Of course, what worries investors is not so much Greece itself but the wider ramifications of the debt crisis for its European bank lenders, the future of the single European currency, and the global financial system.

Yet many of these concerns are already reflected in market prices, such as Greek government bonds, regional equity markets, and the single European currency itself.

While no one knows what will happen next, we can look at measures of market volatility as a rough guide to collective expectations. A commonly cited measure is the Chicago Board Options Exchange’s Volatility Index, sometimes known as the “fear” index. This has recently spiked to around 18, up from 12 in mid-June. But keep in mind the index was up around 80 during the peak of the financial crisis in 2008.

Of course, the human misery and dislocation suffered by the Greek people during this crisis should not be downplayed. Neither should the financial risks. But from an investment perspective, there is still little that individual investors can do beyond the usual prescription.

That prescription is to remain disciplined and broadly diversified across countries and asset classes and be mindful that markets accommodate new information instantaneously.

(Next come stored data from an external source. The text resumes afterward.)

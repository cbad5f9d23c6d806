//! Messages: the unit of downstream submission.

use bytes::Bytes;
use serde::{Deserialize, Serialize};
use std::collections::BTreeMap;
use std::fmt;

use crate::types::SeqNo;

/// Session-level metadata supplied with `Initialize`.
///
/// Ordered so that derived keys are deterministic.
pub type SessionMeta = BTreeMap<String, String>;

/// Reserved session meta flag opting a session into id reuse.
pub const REUSABLE_META_KEY: &str = "_reusable";

/// Reserved message meta key carrying a receipt timestamp override (µs).
pub const RECEIPT_TIMESTAMP_META_KEY: &str = "_receipt_timestamp";

/// A single message accepted from a client.
#[derive(Debug, Clone, PartialEq, Eq, Default, Serialize, Deserialize)]
pub struct Message {
    /// Opaque payload.
    pub payload: Bytes,
    /// Producer timestamp, microseconds since the Unix epoch.
    pub timestamp_us: u64,
    /// When the gateway received the message, microseconds since the Unix epoch.
    pub receipt_timestamp_us: Option<u64>,
    /// Per-message metadata.
    pub meta: BTreeMap<String, String>,
}

impl Message {
    pub fn new(payload: impl Into<Bytes>, timestamp_us: u64) -> Self {
        Self {
            payload: payload.into(),
            timestamp_us,
            receipt_timestamp_us: None,
            meta: BTreeMap::new(),
        }
    }
}

/// A message paired with its sequence number.
#[derive(Debug, Clone, PartialEq, Eq)]
pub struct SeqItem {
    pub seq_no: SeqNo,
    pub message: Message,
}

/// Key under which a reusable session id is stashed.
///
/// Derived from all session meta entries (the `_reusable` flag already
/// removed) as `k1=v1,k2=v2` in key order. A backslash, `=` or `,` inside
/// a key or value is escaped with a backslash. Not an identity: several
/// sessions may share one key.
#[derive(Debug, Clone, PartialEq, Eq, Hash, PartialOrd, Ord)]
pub struct ReuseKey(String);

impl ReuseKey {
    /// Derive the key from session meta.
    pub fn derive(meta: &SessionMeta) -> Self {
        let mut key = String::new();
        for (i, (k, v)) in meta.iter().enumerate() {
            if i > 0 {
                key.push(',');
            }
            push_escaped(&mut key, k);
            key.push('=');
            push_escaped(&mut key, v);
        }
        Self(key)
    }

    pub fn as_str(&self) -> &str {
        &self.0
    }
}

fn push_escaped(out: &mut String, part: &str) {
    for c in part.chars() {
        if matches!(c, '\\' | '=' | ',') {
            out.push('\\');
        }
        out.push(c);
    }
}

impl fmt::Display for ReuseKey {
    fn fmt(&self, f: &mut fmt::Formatter<'_>) -> fmt::Result {
        f.write_str(&self.0)
    }
}

impl From<&str> for ReuseKey {
    fn from(value: &str) -> Self {
        Self(value.to_owned())
    }
}
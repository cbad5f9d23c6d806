//! Error types for the ingest server.

use ingest_gate_core::{CodecError, DecodeError, Status, StatusCode};
use thiserror::Error;

/// Why a session's ingest pipeline stopped processing.
///
/// Every variant except [`IngestError::Poisoned`] is a protocol violation
/// and maps one-to-one onto a terminal [`Status`].
#[derive(Debug, Clone, Error, PartialEq, Eq)]
pub enum IngestError {
    /// Malformed request, batch, or metadata.
    #[error("{0}")]
    InvalidArgument(String),

    /// Out-of-order sequence number, request before start, or a
    /// downstream start failure.
    #[error("{0}")]
    FailedPrecondition(String),

    /// The downstream already runs a session with this id.
    #[error("{0}")]
    AlreadyExists(String),

    /// Shared secret mismatch.
    #[error("{0}")]
    PermissionDenied(String),

    /// New-session rate limit reached.
    #[error("{0}")]
    ResourceExhausted(String),

    /// A local invariant broke.
    #[error("{0}")]
    Internal(String),

    /// The client sent the poison pill on a reusable session.
    #[error("poisoned")]
    Poisoned,
}

impl IngestError {
    pub fn code(&self) -> StatusCode {
        match self {
            IngestError::InvalidArgument(_) => StatusCode::InvalidArgument,
            IngestError::FailedPrecondition(_) => StatusCode::FailedPrecondition,
            IngestError::AlreadyExists(_) => StatusCode::AlreadyExists,
            IngestError::PermissionDenied(_) => StatusCode::PermissionDenied,
            IngestError::ResourceExhausted(_) => StatusCode::ResourceExhausted,
            IngestError::Internal(_) => StatusCode::Internal,
            IngestError::Poisoned => StatusCode::Cancelled,
        }
    }

    /// The terminal status sent to the client.
    pub fn status(&self) -> Status {
        Status::new(self.code(), self.to_string())
    }
}

impl From<DecodeError> for IngestError {
    fn from(err: DecodeError) -> Self {
        IngestError::InvalidArgument(err.to_string())
    }
}

/// Errors raised by a transport.
#[derive(Debug, Error)]
pub enum TransportError {
    /// The stream was cancelled locally or by the peer.
    #[error("stream cancelled")]
    Cancelled,

    /// The peer went away without closing its side gracefully.
    #[error("peer disconnected")]
    Disconnected,

    #[error("received message larger than max ({size} vs. {max})")]
    FrameTooLarge { size: usize, max: usize },

    #[error("malformed frame: {0}")]
    Malformed(String),

    #[error("io error: {0}")]
    Io(#[from] std::io::Error),

    /// The listener or stream is closed.
    #[error("transport closed")]
    Closed,
}

impl TransportError {
    /// Whether the error means the peer is gone, as opposed to a fault.
    pub fn is_disconnect(&self) -> bool {
        matches!(self, TransportError::Cancelled | TransportError::Disconnected)
    }
}

impl From<CodecError> for TransportError {
    fn from(err: CodecError) -> Self {
        match err {
            CodecError::FrameTooLarge { size, max } => TransportError::FrameTooLarge { size, max },
            other => TransportError::Malformed(other.to_string()),
        }
    }
}

/// Result type for transport operations.
pub type Result<T> = std::result::Result<T, TransportError>;
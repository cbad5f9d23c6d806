//! Strong type definitions for the ingest gateway.
//!
//! Identifiers are newtypes to prevent mixing a session id with an
//! arbitrary string, or a sequence number with a count.

use rand::Rng;
use serde::{Deserialize, Serialize};
use std::fmt;

/// Opaque identifier of one logical ingestion session.
///
/// Supplied by a resuming client, drawn from the reuse pool, or generated.
#[derive(Clone, PartialEq, Eq, Hash, PartialOrd, Ord, Default, Serialize, Deserialize)]
pub struct SessionId(String);

impl SessionId {
    /// Wrap an existing identifier.
    pub fn new(id: impl Into<String>) -> Self {
        Self(id.into())
    }

    /// Generate a fresh random identifier (128 bits, hex).
    pub fn generate() -> Self {
        let bytes: [u8; 16] = rand::thread_rng().gen();
        Self(hex::encode(bytes))
    }

    /// The empty id, meaning "not supplied".
    pub fn is_empty(&self) -> bool {
        self.0.is_empty()
    }

    pub fn as_str(&self) -> &str {
        &self.0
    }
}

impl fmt::Debug for SessionId {
    fn fmt(&self, f: &mut fmt::Formatter<'_>) -> fmt::Result {
        write!(f, "SessionId({})", self.0)
    }
}

impl fmt::Display for SessionId {
    fn fmt(&self, f: &mut fmt::Formatter<'_>) -> fmt::Result {
        f.write_str(&self.0)
    }
}

impl From<String> for SessionId {
    fn from(id: String) -> Self {
        Self(id)
    }
}

impl From<&str> for SessionId {
    fn from(id: &str) -> Self {
        Self(id.to_owned())
    }
}

impl AsRef<str> for SessionId {
    fn as_ref(&self) -> &str {
        &self.0
    }
}

/// Per-session sequence number.
///
/// Strictly increasing within a session. `u64::MAX` is reserved as the
/// poison pill.
#[derive(Debug, Clone, Copy, PartialEq, Eq, Hash, PartialOrd, Ord, Default, Serialize, Deserialize)]
pub struct SeqNo(pub u64);

impl SeqNo {
    /// Nothing acknowledged yet.
    pub const ZERO: Self = Self(0);

    /// Client-initiated reset of a reusable session.
    pub const POISON_PILL: Self = Self(u64::MAX);

    pub const fn value(self) -> u64 {
        self.0
    }

    pub const fn is_poison_pill(self) -> bool {
        self.0 == u64::MAX
    }
}

impl fmt::Display for SeqNo {
    fn fmt(&self, f: &mut fmt::Formatter<'_>) -> fmt::Result {
        write!(f, "{}", self.0)
    }
}

impl From<u64> for SeqNo {
    fn from(value: u64) -> Self {
        Self(value)
    }
}

#[cfg(test)]
mod tests {
    use super::*;

    #[test]
    fn test_generated_session_ids_differ() {
        let a = SessionId::generate();
        let b = SessionId::generate();
        assert_ne!(a, b);
        assert_eq!(a.as_str().len(), 32);
        assert!(!a.is_empty());
    }

    #[test]
    fn test_session_id_display() {
        let id = SessionId::from("abc");
        assert_eq!(format!("{}", id), "abc");
        assert_eq!(format!("{:?}", id), "SessionId(abc)");
    }

    #[test]
    fn test_seq_no_poison_pill() {
        assert!(SeqNo::POISON_PILL.is_poison_pill());
        assert!(!SeqNo(7).is_poison_pill());
        assert!(SeqNo(7) > SeqNo::ZERO);
    }
}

So the risk in changing one’s portfolio in response to fast-breaking news is that you end up acting on events that are already built into security prices.

In summary, the events in Greece are clearly worrisome, but Greece is a very small economy and a tiny segment of the global markets. Events are moving quickly, and prices are adjusting as news breaks and investor expectations adjust.

For the individual investor, we believe the best approach remains diversifying across many countries and asset classes, remaining focused on your own goals, and, most of all, listening to your chosen advisor, who understands your situation best.